(Beginning of SUPPLIED MATERIAL)

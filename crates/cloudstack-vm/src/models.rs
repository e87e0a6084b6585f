//! Virtual machine commands, response envelopes and records.

use chrono::{DateTime, FixedOffset};
use cloudstack_core::ids::{
    DiskOfferingId, DomainId, JobId, NetworkId, NicId, ProjectId, ServiceOfferingId, TemplateId,
    VirtualMachineId, ZoneId,
};
use cloudstack_core::query::{ApiCommand, ApiParams};
use serde::{Deserialize, Serialize};

/// Timestamp layout CloudStack uses for `created` and friends (`2014-01-01T12:00:00+0000`).
pub const TIMESTAMP_FORMAT: &str = "%Y-%m-%dT%H:%M:%S%z";

/// Parameters for `deployVirtualMachine`.
#[derive(Debug, Clone, PartialEq, Eq)]
pub struct DeployVirtualMachineRequest {
    /// Compute sizing to deploy with.
    pub service_offering_id: ServiceOfferingId,
    /// Template to boot from.
    pub template_id: TemplateId,
    /// Zone to deploy into.
    pub zone_id: ZoneId,
    /// Guest networks to attach, sent as one comma-joined value.
    pub network_ids: Vec<NetworkId>,
    /// Registered SSH key pair name.
    pub key_pair: String,
    /// Display name for the new VM.
    pub display_name: String,
    /// Optional data disk offering.
    pub disk_offering: Option<DiskOfferingId>,
    /// Optional owning project.
    pub project_id: Option<ProjectId>,
}

impl DeployVirtualMachineRequest {
    /// Create a request with every required parameter and no optional ones.
    #[must_use]
    pub fn new(
        service_offering_id: impl Into<ServiceOfferingId>,
        template_id: impl Into<TemplateId>,
        zone_id: impl Into<ZoneId>,
        network_ids: impl IntoIterator<Item = NetworkId>,
        key_pair: impl Into<String>,
        display_name: impl Into<String>,
    ) -> Self {
        Self {
            service_offering_id: service_offering_id.into(),
            template_id: template_id.into(),
            zone_id: zone_id.into(),
            network_ids: network_ids.into_iter().collect(),
            key_pair: key_pair.into(),
            display_name: display_name.into(),
            disk_offering: None,
            project_id: None,
        }
    }

    /// Attach a data disk offering.
    #[must_use]
    pub fn with_disk_offering(mut self, disk_offering: impl Into<DiskOfferingId>) -> Self {
        self.disk_offering = Some(disk_offering.into());
        self
    }

    /// Deploy into a project.
    #[must_use]
    pub fn with_project(mut self, project_id: impl Into<ProjectId>) -> Self {
        self.project_id = Some(project_id.into());
        self
    }
}

impl ApiCommand for DeployVirtualMachineRequest {
    const NAME: &'static str = "deployVirtualMachine";
    type Response = DeployVirtualMachineResponse;

    fn to_params(&self) -> ApiParams {
        let mut params = ApiParams::new();
        params.set("serviceofferingid", &self.service_offering_id);
        params.set("templateid", &self.template_id);
        params.set("zoneid", &self.zone_id);
        params.set_list("networkids", &self.network_ids);
        params.set("keypair", &self.key_pair);
        params.set("displayname", &self.display_name);
        params.set_opt("projectid", self.project_id.as_ref());
        params.set_opt("diskoffering", self.disk_offering.as_ref());
        params
    }
}

/// Parameters for `stopVirtualMachine`.
#[derive(Debug, Clone, PartialEq, Eq)]
pub struct StopVirtualMachineRequest {
    /// VM to stop.
    pub id: VirtualMachineId,
}

impl ApiCommand for StopVirtualMachineRequest {
    const NAME: &'static str = "stopVirtualMachine";
    type Response = StopVirtualMachineResponse;

    fn to_params(&self) -> ApiParams {
        let mut params = ApiParams::new();
        params.set("id", &self.id);
        params
    }
}

/// Parameters for `destroyVirtualMachine`.
#[derive(Debug, Clone, PartialEq, Eq)]
pub struct DestroyVirtualMachineRequest {
    /// VM to destroy.
    pub id: VirtualMachineId,
}

impl ApiCommand for DestroyVirtualMachineRequest {
    const NAME: &'static str = "destroyVirtualMachine";
    type Response = DestroyVirtualMachineResponse;

    fn to_params(&self) -> ApiParams {
        let mut params = ApiParams::new();
        params.set("id", &self.id);
        params
    }
}

/// Parameters for `listVirtualMachines`, narrowed to a lookup by id.
#[derive(Debug, Clone, PartialEq, Eq)]
pub struct ListVirtualMachinesRequest {
    /// VM to look up.
    pub id: VirtualMachineId,
}

impl ApiCommand for ListVirtualMachinesRequest {
    const NAME: &'static str = "listVirtualMachines";
    type Response = ListVirtualMachinesResponse;

    fn to_params(&self) -> ApiParams {
        let mut params = ApiParams::new();
        params.set("id", &self.id);
        params
    }
}

/// `deployvirtualmachineresponse` envelope.
#[derive(Debug, Clone, Serialize, Deserialize, PartialEq, Eq)]
pub struct DeployVirtualMachineResponse {
    /// Envelope payload.
    #[serde(rename = "deployvirtualmachineresponse")]
    pub response: DeployedVirtualMachine,
}

/// Identifier and job handle of a VM whose deployment has been accepted.
#[derive(Debug, Clone, Default, Serialize, Deserialize, PartialEq, Eq)]
pub struct DeployedVirtualMachine {
    /// Id of the VM being deployed.
    #[serde(default)]
    pub id: VirtualMachineId,
    /// Deployment job.
    #[serde(rename = "jobid", default)]
    pub job_id: JobId,
}

/// `stopvirtualmachineresponse` envelope.
#[derive(Debug, Clone, Serialize, Deserialize, PartialEq, Eq)]
pub struct StopVirtualMachineResponse {
    /// Envelope payload.
    #[serde(rename = "stopvirtualmachineresponse")]
    pub response: AsyncJobHandle,
}

/// `destroyvirtualmachineresponse` envelope.
#[derive(Debug, Clone, Serialize, Deserialize, PartialEq, Eq)]
pub struct DestroyVirtualMachineResponse {
    /// Envelope payload.
    #[serde(rename = "destroyvirtualmachineresponse")]
    pub response: AsyncJobHandle,
}

/// Handle of an asynchronous job started by a command.
#[derive(Debug, Clone, Default, Serialize, Deserialize, PartialEq, Eq)]
pub struct AsyncJobHandle {
    /// Job id to poll.
    #[serde(rename = "jobid", default)]
    pub job_id: JobId,
}

/// `listvirtualmachinesresponse` envelope.
#[derive(Debug, Clone, Serialize, Deserialize, PartialEq)]
pub struct ListVirtualMachinesResponse {
    /// Envelope payload.
    #[serde(rename = "listvirtualmachinesresponse")]
    pub response: VirtualMachineList,
}

/// Payload of a `listVirtualMachines` response.
///
/// CloudStack omits both fields when nothing matches.
#[derive(Debug, Clone, Default, Serialize, Deserialize, PartialEq)]
pub struct VirtualMachineList {
    /// Number of matching VMs.
    #[serde(default)]
    pub count: u64,
    /// Matching VMs.
    #[serde(rename = "virtualmachine", default)]
    pub virtual_machines: Vec<VirtualMachine>,
}

impl VirtualMachineList {
    /// Returns true when `count` agrees with the number of records.
    #[must_use]
    pub fn is_consistent(&self) -> bool {
        usize::try_from(self.count).is_ok_and(|count| count == self.virtual_machines.len())
    }

    /// Take the only match, if the list reports exactly one.
    ///
    /// Any other count, or a count of one with no record behind it, yields `None`.
    #[must_use]
    pub fn into_single(self) -> Option<VirtualMachine> {
        if self.count != 1 {
            return None;
        }
        self.virtual_machines.into_iter().next()
    }
}

/// Representation of a virtual machine as returned by `listVirtualMachines`.
#[derive(Debug, Clone, Default, Serialize, Deserialize, PartialEq)]
pub struct VirtualMachine {
    /// VM id. Empty when the record omits it.
    #[serde(default)]
    pub id: VirtualMachineId,
    /// Internal instance name.
    #[serde(default, skip_serializing_if = "Option::is_none")]
    pub name: Option<String>,
    /// User-facing display name.
    #[serde(rename = "displayname", default, skip_serializing_if = "Option::is_none")]
    pub display_name: Option<String>,
    /// Owning account.
    #[serde(default, skip_serializing_if = "Option::is_none")]
    pub account: Option<String>,
    /// Owning domain name.
    #[serde(default, skip_serializing_if = "Option::is_none")]
    pub domain: Option<String>,
    /// Owning domain id.
    #[serde(rename = "domainid", default, skip_serializing_if = "Option::is_none")]
    pub domain_id: Option<DomainId>,

    /// Lifecycle state as reported by CloudStack ("Running", "Stopped", ...).
    #[serde(default)]
    pub state: String,

    /// Zone id.
    #[serde(rename = "zoneid", default, skip_serializing_if = "Option::is_none")]
    pub zone_id: Option<ZoneId>,
    /// Zone name.
    #[serde(rename = "zonename", default, skip_serializing_if = "Option::is_none")]
    pub zone_name: Option<String>,
    /// Service offering id.
    #[serde(rename = "serviceofferingid", default, skip_serializing_if = "Option::is_none")]
    pub service_offering_id: Option<ServiceOfferingId>,
    /// Service offering name.
    #[serde(rename = "serviceofferingname", default, skip_serializing_if = "Option::is_none")]
    pub service_offering_name: Option<String>,
    /// Template id.
    #[serde(rename = "templateid", default, skip_serializing_if = "Option::is_none")]
    pub template_id: Option<TemplateId>,
    /// Template name.
    #[serde(rename = "templatename", default, skip_serializing_if = "Option::is_none")]
    pub template_name: Option<String>,
    /// Template display text.
    #[serde(rename = "templatedisplaytext", default, skip_serializing_if = "Option::is_none")]
    pub template_display_text: Option<String>,
    /// Guest OS type id.
    #[serde(rename = "guestosid", default, skip_serializing_if = "Option::is_none")]
    pub guest_os_id: Option<String>,
    /// Hypervisor (KVM, XenServer, VMware, ...).
    #[serde(default, skip_serializing_if = "Option::is_none")]
    pub hypervisor: Option<String>,
    /// SSH key pair name.
    #[serde(rename = "keypair", default, skip_serializing_if = "Option::is_none")]
    pub key_pair: Option<String>,

    /// Number of vCPUs.
    #[serde(rename = "cpunumber", default, skip_serializing_if = "Option::is_none")]
    pub cpu_number: Option<u32>,
    /// vCPU speed in MHz.
    #[serde(rename = "cpuspeed", default, skip_serializing_if = "Option::is_none")]
    pub cpu_speed: Option<u32>,
    /// Memory in MiB.
    #[serde(default, skip_serializing_if = "Option::is_none")]
    pub memory: Option<u64>,

    /// HA enabled flag.
    #[serde(rename = "haenable", default)]
    pub ha_enabled: bool,
    /// Password reset enabled flag.
    #[serde(rename = "passwordenabled", default)]
    pub password_enabled: bool,

    /// Root device id.
    #[serde(rename = "rootdeviceid", default, skip_serializing_if = "Option::is_none")]
    pub root_device_id: Option<u64>,
    /// Root device type (ROOT, NetworkFilesystem, ...).
    #[serde(rename = "rootdevicetype", default, skip_serializing_if = "Option::is_none")]
    pub root_device_type: Option<String>,

    /// Network interfaces, default NIC first.
    #[serde(rename = "nic", default)]
    pub nics: Vec<Nic>,
    /// Security groups (arbitrary JSON).
    #[serde(rename = "securitygroup", default)]
    pub security_groups: Vec<serde_json::Value>,
    /// Resource tags (arbitrary JSON).
    #[serde(default)]
    pub tags: Vec<serde_json::Value>,

    /// Creation timestamp, verbatim.
    #[serde(default, skip_serializing_if = "Option::is_none")]
    pub created: Option<String>,
}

(End of SUPPLIED MATERIAL)

Reproduce, please, the lines of the material from its first line down to the line containing "to deploy with.", keeping both ends and nothing beyond them.

FINAL ANSWER:
filename crates/cloudstack-vm/src/models.rs
repository e87e0a6084b6585f
//! Virtual machine commands, response envelopes and records.

use chrono::{DateTime, FixedOffset};
use cloudstack_core::ids::{
    DiskOfferingId, DomainId, JobId, NetworkId, NicId, ProjectId, ServiceOfferingId, TemplateId,
    VirtualMachineId, ZoneId,
};
use cloudstack_core::query::{ApiCommand, ApiParams};
use serde::{Deserialize, Serialize};

/// Timestamp layout CloudStack uses for `created` and friends (`2014-01-01T12:00:00+0000`).
pub const TIMESTAMP_FORMAT: &str = "%Y-%m-%dT%H:%M:%S%z";

/// Parameters for `deployVirtualMachine`.
#[derive(Debug, Clone, PartialEq, Eq)]
pub struct DeployVirtualMachineRequest {
    /// Compute sizing to deploy with.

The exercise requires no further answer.